[Opening Information given section]

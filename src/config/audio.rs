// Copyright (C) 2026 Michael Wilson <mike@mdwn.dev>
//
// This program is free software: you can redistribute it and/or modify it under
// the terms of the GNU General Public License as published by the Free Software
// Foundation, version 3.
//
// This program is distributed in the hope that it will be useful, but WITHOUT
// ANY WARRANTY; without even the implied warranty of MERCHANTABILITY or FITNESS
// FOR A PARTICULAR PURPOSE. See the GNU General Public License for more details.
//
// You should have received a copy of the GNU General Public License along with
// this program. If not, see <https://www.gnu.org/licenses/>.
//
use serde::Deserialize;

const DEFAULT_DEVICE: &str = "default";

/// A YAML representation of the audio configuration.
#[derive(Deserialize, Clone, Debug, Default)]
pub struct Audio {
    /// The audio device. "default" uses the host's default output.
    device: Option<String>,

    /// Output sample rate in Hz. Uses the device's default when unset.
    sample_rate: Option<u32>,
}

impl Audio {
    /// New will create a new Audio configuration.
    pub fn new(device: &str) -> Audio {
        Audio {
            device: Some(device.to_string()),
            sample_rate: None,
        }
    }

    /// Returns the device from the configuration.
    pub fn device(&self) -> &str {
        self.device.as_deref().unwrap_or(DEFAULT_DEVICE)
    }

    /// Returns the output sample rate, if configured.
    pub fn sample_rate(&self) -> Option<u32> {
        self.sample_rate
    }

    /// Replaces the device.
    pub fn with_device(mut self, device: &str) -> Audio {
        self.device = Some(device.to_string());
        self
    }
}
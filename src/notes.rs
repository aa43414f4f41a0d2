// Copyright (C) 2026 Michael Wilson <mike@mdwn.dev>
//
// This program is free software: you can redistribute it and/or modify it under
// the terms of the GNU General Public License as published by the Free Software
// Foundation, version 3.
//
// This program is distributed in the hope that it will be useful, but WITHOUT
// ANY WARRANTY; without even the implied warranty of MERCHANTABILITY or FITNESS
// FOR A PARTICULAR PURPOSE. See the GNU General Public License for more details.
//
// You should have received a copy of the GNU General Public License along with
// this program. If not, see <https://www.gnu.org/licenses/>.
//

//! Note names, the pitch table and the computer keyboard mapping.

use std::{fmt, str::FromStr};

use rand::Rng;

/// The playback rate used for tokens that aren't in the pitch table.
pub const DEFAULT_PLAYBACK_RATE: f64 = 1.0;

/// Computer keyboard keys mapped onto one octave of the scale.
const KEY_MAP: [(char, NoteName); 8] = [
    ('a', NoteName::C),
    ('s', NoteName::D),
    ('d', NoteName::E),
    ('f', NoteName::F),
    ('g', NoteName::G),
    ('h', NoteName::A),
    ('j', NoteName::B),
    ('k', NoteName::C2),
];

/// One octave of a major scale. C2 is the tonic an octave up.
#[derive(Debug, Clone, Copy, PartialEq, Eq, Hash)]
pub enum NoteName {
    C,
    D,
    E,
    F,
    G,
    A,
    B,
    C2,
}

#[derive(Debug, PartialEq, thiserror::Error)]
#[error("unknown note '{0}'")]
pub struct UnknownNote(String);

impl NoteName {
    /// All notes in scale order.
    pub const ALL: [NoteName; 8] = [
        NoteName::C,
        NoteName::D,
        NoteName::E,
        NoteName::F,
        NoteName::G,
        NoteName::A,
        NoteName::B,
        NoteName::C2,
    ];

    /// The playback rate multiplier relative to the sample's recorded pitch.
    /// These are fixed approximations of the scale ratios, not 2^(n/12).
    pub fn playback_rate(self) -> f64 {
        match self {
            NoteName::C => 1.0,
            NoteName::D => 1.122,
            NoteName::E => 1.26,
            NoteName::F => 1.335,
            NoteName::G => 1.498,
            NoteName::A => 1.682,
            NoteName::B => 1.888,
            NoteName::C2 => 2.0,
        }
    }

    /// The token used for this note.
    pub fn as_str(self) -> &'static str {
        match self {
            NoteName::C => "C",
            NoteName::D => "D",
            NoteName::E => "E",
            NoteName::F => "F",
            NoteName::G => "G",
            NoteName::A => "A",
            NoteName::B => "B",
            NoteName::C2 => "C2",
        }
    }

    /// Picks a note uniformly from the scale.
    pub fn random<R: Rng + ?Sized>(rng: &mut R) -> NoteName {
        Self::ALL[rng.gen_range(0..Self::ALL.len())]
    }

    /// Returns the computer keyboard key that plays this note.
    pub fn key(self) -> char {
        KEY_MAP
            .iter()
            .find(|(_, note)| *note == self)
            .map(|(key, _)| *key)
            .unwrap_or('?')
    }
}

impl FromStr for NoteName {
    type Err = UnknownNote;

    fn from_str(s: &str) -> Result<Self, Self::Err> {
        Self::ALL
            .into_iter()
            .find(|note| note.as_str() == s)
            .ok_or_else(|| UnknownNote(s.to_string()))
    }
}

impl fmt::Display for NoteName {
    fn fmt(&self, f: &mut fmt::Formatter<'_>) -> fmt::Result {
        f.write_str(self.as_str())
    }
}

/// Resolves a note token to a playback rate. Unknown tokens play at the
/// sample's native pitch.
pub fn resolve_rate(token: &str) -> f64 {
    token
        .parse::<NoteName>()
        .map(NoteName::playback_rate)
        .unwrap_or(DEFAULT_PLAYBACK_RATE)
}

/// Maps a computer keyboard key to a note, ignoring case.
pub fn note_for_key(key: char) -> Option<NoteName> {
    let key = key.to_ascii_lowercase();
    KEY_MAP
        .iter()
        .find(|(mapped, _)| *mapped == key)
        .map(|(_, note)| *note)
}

[Closing Information given section]

What you should do –
Reproduce every record above exactly as it appears.

Solution for this task –
filename src/config/audio.rs
// Copyright (C) 2026 Michael Wilson <mike@mdwn.dev>
//
// This program is free software: you can redistribute it and/or modify it under
// the terms of the GNU General Public License as published by the Free Software
// Foundation, version 3.
//
// This program is distributed in the hope that it will be useful, but WITHOUT
// ANY WARRANTY; without even the implied warranty of MERCHANTABILITY or FITNESS
// FOR A PARTICULAR PURPOSE. See the GNU General Public License for more details.
//
// You should have received a copy of the GNU General Public License along with
// this program. If not, see <https://www.gnu.org/licenses/>.
//
use serde::Deserialize;

const DEFAULT_DEVICE: &str = "default";

/// A YAML representation of the audio configuration.
#[derive(Deserialize, Clone, Debug, Default)]
pub struct Audio {
    /// The audio device. "default" uses the host's default output.
    device: Option<String>,

    /// Output sample rate in Hz. Uses the device's default when unset.
    sample_rate: Option<u32>,
}

impl Audio {
    /// New will create a new Audio configuration.
    pub fn new(device: &str) -> Audio {
        Audio {
            device: Some(device.to_string()),
            sample_rate: None,
        }
    }

    /// Returns the device from the configuration.
    pub fn device(&self) -> &str {
        self.device.as_deref().unwrap_or(DEFAULT_DEVICE)
    }

    /// Returns the output sample rate, if configured.
    pub fn sample_rate(&self) -> Option<u32> {
        self.sample_rate
    }

    /// Replaces the device.
    pub fn with_device(mut self, device: &str) -> Audio {
        self.device = Some(device.to_string());
        self
    }
}
filename src/notes.rs
repository aa43414f4f41a0d2
// Copyright (C) 2026 Michael Wilson <mike@mdwn.dev>
//
// This program is free software: you can redistribute it and/or modify it under
// the terms of the GNU General Public License as published by the Free Software
// Foundation, version 3.
//
// This program is distributed in the hope that it will be useful, but WITHOUT
// ANY WARRANTY; without even the implied warranty of MERCHANTABILITY or FITNESS
// FOR A PARTICULAR PURPOSE. See the GNU General Public License for more details.
//
// You should have received a copy of the GNU General Public License along with
// this program. If not, see <https://www.gnu.org/licenses/>.
//

//! Note names, the pitch table and the computer keyboard mapping.

use std::{fmt, str::FromStr};

use rand::Rng;

/// The playback rate used for tokens that aren't in the pitch table.
pub const DEFAULT_PLAYBACK_RATE: f64 = 1.0;

/// Computer keyboard keys mapped onto one octave of the scale.
const KEY_MAP: [(char, NoteName); 8] = [
    ('a', NoteName::C),
    ('s', NoteName::D),
    ('d', NoteName::E),
    ('f', NoteName::F),
    ('g', NoteName::G),
    ('h', NoteName::A),
    ('j', NoteName::B),
    ('k', NoteName::C2),
];

/// One octave of a major scale. C2 is the tonic an octave up.
#[derive(Debug, Clone, Copy, PartialEq, Eq, Hash)]
pub enum NoteName {
    C,
    D,
    E,
    F,
    G,
    A,
    B,
    C2,
}

#[derive(Debug, PartialEq, thiserror::Error)]
#[error("unknown note '{0}'")]
pub struct UnknownNote(String);

impl NoteName {
    /// All notes in scale order.
    pub const ALL: [NoteName; 8] = [
        NoteName::C,
        NoteName::D,
        NoteName::E,
        NoteName::F,
        NoteName::G,
        NoteName::A,
        NoteName::B,
        NoteName::C2,
    ];

    /// The playback rate multiplier relative to the sample's recorded pitch.
    /// These are fixed approximations of the scale ratios, not 2^(n/12).
    pub fn playback_rate(self) -> f64 {
        match self {
            NoteName::C => 1.0,
            NoteName::D => 1.122,
            NoteName::E => 1.26,
            NoteName::F => 1.335,
            NoteName::G => 1.498,
            NoteName::A => 1.682,
            NoteName::B => 1.888,
            NoteName::C2 => 2.0,
        }
    }

    /// The token used for this note.
    pub fn as_str(self) -> &'static str {
        match self {
            NoteName::C => "C",
            NoteName::D => "D",
            NoteName::E => "E",
            NoteName::F => "F",
            NoteName::G => "G",
            NoteName::A => "A",
            NoteName::B => "B",
            NoteName::C2 => "C2",
        }
    }

    /// Picks a note uniformly from the scale.
    pub fn random<R: Rng + ?Sized>(rng: &mut R) -> NoteName {
        Self::ALL[rng.gen_range(0..Self::ALL.len())]
    }

    /// Returns the computer keyboard key that plays this note.
    pub fn key(self) -> char {
        KEY_MAP
            .iter()
            .find(|(_, note)| *note == self)
            .map(|(key, _)| *key)
            .unwrap_or('?')
    }
}

impl FromStr for NoteName {
    type Err = UnknownNote;

    fn from_str(s: &str) -> Result<Self, Self::Err> {
        Self::ALL
            .into_iter()
            .find(|note| note.as_str() == s)
            .ok_or_else(|| UnknownNote(s.to_string()))
    }
}

impl fmt::Display for NoteName {
    fn fmt(&self, f: &mut fmt::Formatter<'_>) -> fmt::Result {
        f.write_str(self.as_str())
    }
}

/// Resolves a note token to a playback rate. Unknown tokens play at the
/// sample's native pitch.
pub fn resolve_rate(token: &str) -> f64 {
    token
        .parse::<NoteName>()
        .map(NoteName::playback_rate)
        .unwrap_or(DEFAULT_PLAYBACK_RATE)
}

/// Maps a computer keyboard key to a note, ignoring case.
pub fn note_for_key(key: char) -> Option<NoteName> {
    let key = key.to_ascii_lowercase();
    KEY_MAP
        .iter()
        .find(|(mapped, _)| *mapped == key)
        .map(|(_, note)| *note)
}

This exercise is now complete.